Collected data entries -
------------------------------------------------------------
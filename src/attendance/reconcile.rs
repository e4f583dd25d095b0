//! Diffing of a user-edited records table against the persisted day.

use std::collections::{HashMap, HashSet};

use serde::{Deserialize, Serialize};
use utoipa::ToSchema;

use super::clock::{ClockTime, classify};
use crate::model::attendance::{AttendanceStatus, Snapshot};

/// One row as it came back from the table editor. Nothing here is trusted.
#[derive(Debug, Clone, Deserialize, ToSchema)]
pub struct ProposedRow {
    #[serde(default)]
    #[schema(example = "Ana")]
    pub teacher: String,
    #[serde(default)]
    #[schema(example = "08:45")]
    pub time: String,
    pub status: AttendanceStatus,
}

#[derive(Debug, Clone, PartialEq, Eq, Serialize, ToSchema)]
pub struct Upsert {
    pub teacher: String,
    #[schema(value_type = Option<String>, example = "08:45")]
    pub time: Option<ClockTime>,
    pub status: AttendanceStatus,
}

#[derive(Debug, Clone, Copy, PartialEq, Eq, Serialize, ToSchema)]
#[serde(rename_all = "snake_case")]
pub enum RejectionReason {
    UnknownTeacher,
    InvalidTime,
    /// `NotSigned` is a display marker and is never stored.
    InvalidStatus,
}

#[derive(Debug, Clone, PartialEq, Eq, Serialize, ToSchema)]
pub struct Rejection {
    pub teacher: String,
    /// Raw time as typed, kept for invalid-time rejections.
    pub raw_time: Option<String>,
    pub reason: RejectionReason,
}

#[derive(Debug, Clone, Default, PartialEq, Eq, Serialize, ToSchema)]
pub struct Reconciliation {
    pub upserts: Vec<Upsert>,
    pub rejections: Vec<Rejection>,
}

impl Reconciliation {
    pub fn is_noop(&self) -> bool {
        self.upserts.is_empty()
    }
}

/// Validates `proposed` row by row and keeps only the rows that change what
/// `existing` already holds. Rows are reported in input order.
///
/// When a teacher appears on several rows only the last one counts; the
/// earlier rows are superseded and produce neither an upsert nor a rejection.
pub fn reconcile(
    proposed: &[ProposedRow],
    existing: &HashMap<String, Snapshot>,
    known_teachers: &HashSet<String>,
    auto_reclassify: bool,
) -> Reconciliation {
    let mut out = Reconciliation::default();

    let last_row: HashMap<&str, usize> = proposed
        .iter()
        .enumerate()
        .map(|(i, row)| (row.teacher.trim(), i))
        .collect();

    for (i, row) in proposed.iter().enumerate() {
        let teacher = row.teacher.trim();
        if teacher.is_empty() || last_row.get(teacher) != Some(&i) {
            continue;
        }
        if !known_teachers.contains(teacher) {
            out.rejections.push(Rejection {
                teacher: teacher.to_string(),
                raw_time: None,
                reason: RejectionReason::UnknownTeacher,
            });
            continue;
        }

        let raw_time = row.time.trim();
        let mut status = row.status;
        let time = if status.is_time_bearing() {
            let Some(parsed) = ClockTime::parse(raw_time) else {
                out.rejections.push(Rejection {
                    teacher: teacher.to_string(),
                    raw_time: Some(raw_time.to_string()),
                    reason: RejectionReason::InvalidTime,
                });
                continue;
            };
            if auto_reclassify {
                status = classify(parsed);
            }
            Some(parsed)
        } else if status == AttendanceStatus::NotSigned {
            out.rejections.push(Rejection {
                teacher: teacher.to_string(),
                raw_time: None,
                reason: RejectionReason::InvalidStatus,
            });
            continue;
        } else {
            None
        };

        let candidate = Snapshot { time, status };
        if existing.get(teacher) == Some(&candidate) {
            continue;
        }
        out.upserts.push(Upsert {
            teacher: teacher.to_string(),
            time,
            status,
        });
    }

    out
}
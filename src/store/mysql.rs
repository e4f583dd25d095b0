use std::str::FromStr;

use chrono::NaiveDate;
use sqlx::{FromRow, MySqlPool};
use tracing::debug;

use super::AttendanceStore;
use crate::attendance::clock::ClockTime;
use crate::error::StoreError;
use crate::model::attendance::{AttendanceHistoryEntry, AttendanceRecord, AttendanceStatus};

#[derive(FromRow)]
struct AttendanceRow {
    teacher_name: String,
    date: NaiveDate,
    time: Option<String>,
    status: String,
}

#[derive(FromRow)]
struct HistoryRow {
    date: NaiveDate,
    status: String,
}

// NotSigned is a display marker; a stored one is as malformed as an unknown value
fn parse_status(teacher: &str, raw: &str) -> Result<AttendanceStatus, StoreError> {
    match AttendanceStatus::from_str(raw) {
        Ok(AttendanceStatus::NotSigned) | Err(_) => Err(StoreError::Corrupt(format!(
            "{teacher}: unknown status {raw:?}"
        ))),
        Ok(status) => Ok(status),
    }
}

impl TryFrom<AttendanceRow> for AttendanceRecord {
    type Error = StoreError;

    fn try_from(row: AttendanceRow) -> Result<Self, Self::Error> {
        let status = parse_status(&row.teacher_name, &row.status)?;
        let time = if status.is_time_bearing() {
            let raw = row.time.as_deref().unwrap_or_default();
            let parsed = ClockTime::parse(raw).ok_or_else(|| {
                StoreError::Corrupt(format!("{}: invalid time {raw:?}", row.teacher_name))
            })?;
            Some(parsed)
        } else {
            None
        };
        Ok(AttendanceRecord {
            teacher: row.teacher_name,
            date: row.date,
            time,
            status,
        })
    }
}

impl AttendanceStore for MySqlPool {
    async fn teacher_names(&self) -> Result<Vec<String>, StoreError> {
        let names = sqlx::query_scalar::<_, String>(
            "SELECT name FROM teachers WHERE name <> '' ORDER BY name",
        )
        .fetch_all(self)
        .await?;
        Ok(names)
    }

    async fn attendance_on(&self, date: NaiveDate) -> Result<Vec<AttendanceRecord>, StoreError> {
        let rows = sqlx::query_as::<_, AttendanceRow>(
            r#"
            SELECT teacher_name, date, time, status
            FROM attendance
            WHERE date = ? AND teacher_name <> ''
            ORDER BY time
            "#,
        )
        .bind(date)
        .fetch_all(self)
        .await?;

        debug!(%date, rows = rows.len(), "Loaded attendance");
        rows.into_iter().map(AttendanceRecord::try_from).collect()
    }

    async fn save_attendance(&self, record: &AttendanceRecord) -> Result<(), StoreError> {
        // relies on the unique key (teacher_name, date)
        sqlx::query(
            r#"
            INSERT INTO attendance (teacher_name, date, time, status)
            VALUES (?, ?, ?, ?)
            ON DUPLICATE KEY UPDATE time = VALUES(time), status = VALUES(status)
            "#,
        )
        .bind(&record.teacher)
        .bind(record.date)
        .bind(record.time.map(|t| t.to_string()))
        .bind(record.status.as_ref())
        .execute(self)
        .await?;
        Ok(())
    }

    async fn attendance_history(
        &self,
        teacher: &str,
    ) -> Result<Vec<AttendanceHistoryEntry>, StoreError> {
        let rows = sqlx::query_as::<_, HistoryRow>(
            "SELECT date, status FROM attendance WHERE teacher_name = ? ORDER BY date ASC",
        )
        .bind(teacher)
        .fetch_all(self)
        .await?;

        rows.into_iter()
            .map(|r| {
                Ok(AttendanceHistoryEntry {
                    date: r.date,
                    status: parse_status(teacher, &r.status)?,
                })
            })
            .collect()
    }
}

#[cfg(test)]
mod tests {
    use super::*;

    fn row(time: Option<&str>, status: &str) -> AttendanceRow {
        AttendanceRow {
            teacher_name: "Ana".into(),
            date: NaiveDate::from_ymd_opt(2026, 10, 16).unwrap(),
            time: time.map(str::to_string),
            status: status.into(),
        }
    }

    #[test]
    fn timed_row_converts() {
        let record = AttendanceRecord::try_from(row(Some("08:45"), "Late")).unwrap();
        assert_eq!(record.status, AttendanceStatus::Late);
        assert_eq!(record.time, ClockTime::from_hm(8, 45));
    }

    #[test]
    fn stray_time_on_absent_row_is_dropped() {
        let record = AttendanceRecord::try_from(row(Some("08:00"), "Absent")).unwrap();
        assert_eq!(record.time, None);
    }

    #[test]
    fn malformed_rows_are_corrupt() {
        assert!(matches!(
            AttendanceRecord::try_from(row(Some("8h"), "Present")),
            Err(StoreError::Corrupt(_))
        ));
        assert!(matches!(
            AttendanceRecord::try_from(row(None, "Present")),
            Err(StoreError::Corrupt(_))
        ));
        assert!(matches!(
            AttendanceRecord::try_from(row(Some("08:00"), "present")),
            Err(StoreError::Corrupt(_))
        ));
    }

    #[test]
    fn stored_not_signed_is_corrupt() {
        assert!(matches!(
            AttendanceRecord::try_from(row(None, "NotSigned")),
            Err(StoreError::Corrupt(msg)) if msg.contains("NotSigned")
        ));
        assert!(matches!(
            parse_status("Ana", "NotSigned"),
            Err(StoreError::Corrupt(_))
        ));
        assert_eq!(parse_status("Ana", "Excused").ok(), Some(AttendanceStatus::Excused));
    }
}
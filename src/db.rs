use sqlx::MySqlPool;

use crate::error::ConfigError;

pub async fn init_db(database_url: &str) -> Result<MySqlPool, ConfigError> {
    MySqlPool::connect(database_url)
        .await
        .map_err(ConfigError::Unreachable)
}
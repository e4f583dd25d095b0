use actix_web::{HttpResponse, ResponseError, http::StatusCode};
use serde_json::json;
use thiserror::Error;

use crate::model::attendance::AttendanceStatus;

/// User input that cannot be accepted. Reported back, never persisted.
#[derive(Debug, Error, PartialEq, Eq)]
pub enum ValidationError {
    #[error("Unknown teacher: {0}")]
    UnknownTeacher(String),

    #[error("Invalid time format (use HH:MM): {0:?}")]
    InvalidTime(String),

    #[error("No time entered for {0}: use Absent / Excused instead")]
    MissingTime(String),

    #[error("{teacher} already has a record on {date}; edit it from the records table")]
    RecordExists { teacher: String, date: String },

    #[error("Status {0} cannot be recorded here")]
    StatusNotAllowed(AttendanceStatus),

    #[error("Start date {start} is after end date {end}")]
    InvertedRange { start: String, end: String },

    #[error("Invalid confirmation token: {0}")]
    BadToken(String),

    #[error("{0}")]
    Payload(String),
}

/// A call to the record store failed.
#[derive(Debug, Error)]
pub enum StoreError {
    #[error("database error: {0}")]
    Database(#[from] sqlx::Error),

    #[error("stored row is malformed: {0}")]
    Corrupt(String),

    #[error("store unavailable: {0}")]
    Unavailable(String),
}

/// Startup-only failures. The process exits when one is raised.
#[derive(Debug, Error)]
pub enum ConfigError {
    #[error("{0} must be set")]
    Missing(&'static str),

    #[error("{key} has an invalid value {value:?}")]
    Invalid { key: &'static str, value: String },

    #[error("record store unreachable: {0}")]
    Unreachable(#[source] sqlx::Error),
}

/// Error surface of the HTTP handlers.
#[derive(Debug, Error)]
pub enum ApiError {
    #[error(transparent)]
    Validation(#[from] ValidationError),

    #[error(transparent)]
    Persistence(#[from] StoreError),

    #[error("Save failed for {teacher}: {source}")]
    SaveFailed {
        teacher: String,
        #[source]
        source: StoreError,
    },

    #[error("{0} not found")]
    NotFound(String),
}

impl ResponseError for ApiError {
    fn status_code(&self) -> StatusCode {
        match self {
            ApiError::Validation(_) => StatusCode::BAD_REQUEST,
            ApiError::Persistence(_) | ApiError::SaveFailed { .. } => {
                StatusCode::INTERNAL_SERVER_ERROR
            }
            ApiError::NotFound(_) => StatusCode::NOT_FOUND,
        }
    }

    fn error_response(&self) -> HttpResponse {
        match self {
            ApiError::Persistence(e) => tracing::error!(error = %e, "Store call failed"),
            ApiError::SaveFailed { teacher, source } => {
                tracing::error!(error = %source, teacher = %teacher, "Save failed")
            }
            _ => {}
        }
        HttpResponse::build(self.status_code()).json(json!({
            "message": self.to_string()
        }))
    }
}

impl From<sqlx::Error> for ApiError {
    fn from(e: sqlx::Error) -> Self {
        ApiError::Persistence(StoreError::Database(e))
    }
}

#[cfg(test)]
mod tests {
    use super::*;

    #[test]
    fn validation_maps_to_bad_request() {
        let err = ApiError::from(ValidationError::UnknownTeacher("Carl".into()));
        assert_eq!(err.status_code(), StatusCode::BAD_REQUEST);
        assert!(err.to_string().contains("Carl"));
    }

    #[test]
    fn persistence_maps_to_internal_error() {
        let err = ApiError::from(StoreError::Unavailable("timeout".into()));
        assert_eq!(err.status_code(), StatusCode::INTERNAL_SERVER_ERROR);
    }

    #[test]
    fn save_failure_names_the_teacher() {
        let err = ApiError::SaveFailed {
            teacher: "Ana".into(),
            source: StoreError::Unavailable("timeout".into()),
        };
        assert_eq!(err.status_code(), StatusCode::INTERNAL_SERVER_ERROR);
        assert_eq!(
            err.to_string(),
            "Save failed for Ana: store unavailable: timeout"
        );
    }

    #[test]
    fn not_found_names_the_entity() {
        let err = ApiError::NotFound("Rapport 7".into());
        assert_eq!(err.status_code(), StatusCode::NOT_FOUND);
        assert_eq!(err.to_string(), "Rapport 7 not found");
    }
}
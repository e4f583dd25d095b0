use crate::{error::ApiError, model::devoir::Devoir};
use actix_web::{HttpResponse, web};
use chrono::NaiveDate;
use serde::Deserialize;
use serde_json::json;
use sqlx::MySqlPool;
use tracing::error;
use utoipa::ToSchema;

#[derive(Deserialize, ToSchema)]
pub struct CreateDevoir {
    #[schema(example = "Ana")]
    pub teacher_name: String,
    #[schema(example = "6A")]
    pub class_name: String,
    #[schema(example = "2026-10-15", format = "date", value_type = Option<String>)]
    pub thursday_date: Option<NaiveDate>,
    #[schema(example = "sent")]
    pub status: String,
    #[schema(example = "2026-10-16", format = "date", value_type = Option<String>)]
    pub sent_date: Option<NaiveDate>,
    #[schema(example = 1)]
    pub days_late: Option<i32>,
}

#[utoipa::path(
    post,
    path = "/api/devoir",
    request_body = CreateDevoir,
    responses(
        (status = 201, description = "Homework delivery recorded"),
        (status = 500, description = "Internal server error")
    ),
    tag = "Devoir"
)]
pub async fn create_devoir(
    pool: web::Data<MySqlPool>,
    payload: web::Json<CreateDevoir>,
) -> Result<HttpResponse, ApiError> {
    sqlx::query(
        r#"
        INSERT INTO devoir (teacher_name, class_name, thursday_date, status, sent_date, days_late)
        VALUES (?, ?, ?, ?, ?, ?)
        "#,
    )
    .bind(&payload.teacher_name)
    .bind(&payload.class_name)
    .bind(payload.thursday_date)
    .bind(&payload.status)
    .bind(payload.sent_date)
    .bind(payload.days_late)
    .execute(pool.get_ref())
    .await
    .map_err(|e| {
        error!(error = %e, teacher = %payload.teacher_name, class = %payload.class_name, "Failed to add devoir");
        ApiError::from(e)
    })?;

    Ok(HttpResponse::Created().json(json!({ "message": "Homework delivery recorded" })))
}

#[utoipa::path(
    get,
    path = "/api/devoir",
    responses(
        (status = 200, description = "Deliveries, newest Thursday first", body = [Devoir])
    ),
    tag = "Devoir"
)]
pub async fn list_devoir(pool: web::Data<MySqlPool>) -> Result<HttpResponse, ApiError> {
    let entries = sqlx::query_as::<_, Devoir>(
        r#"
        SELECT id, teacher_name, class_name, thursday_date, status, sent_date, days_late
        FROM devoir
        ORDER BY thursday_date DESC, id DESC
        "#,
    )
    .fetch_all(pool.get_ref())
    .await?;

    Ok(HttpResponse::Ok().json(entries))
}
------------------------------------------------------------
What the exercise asks - Which lines of the entries contain "ConfigError"? Count them and write only the number.

Result for this exercise - 4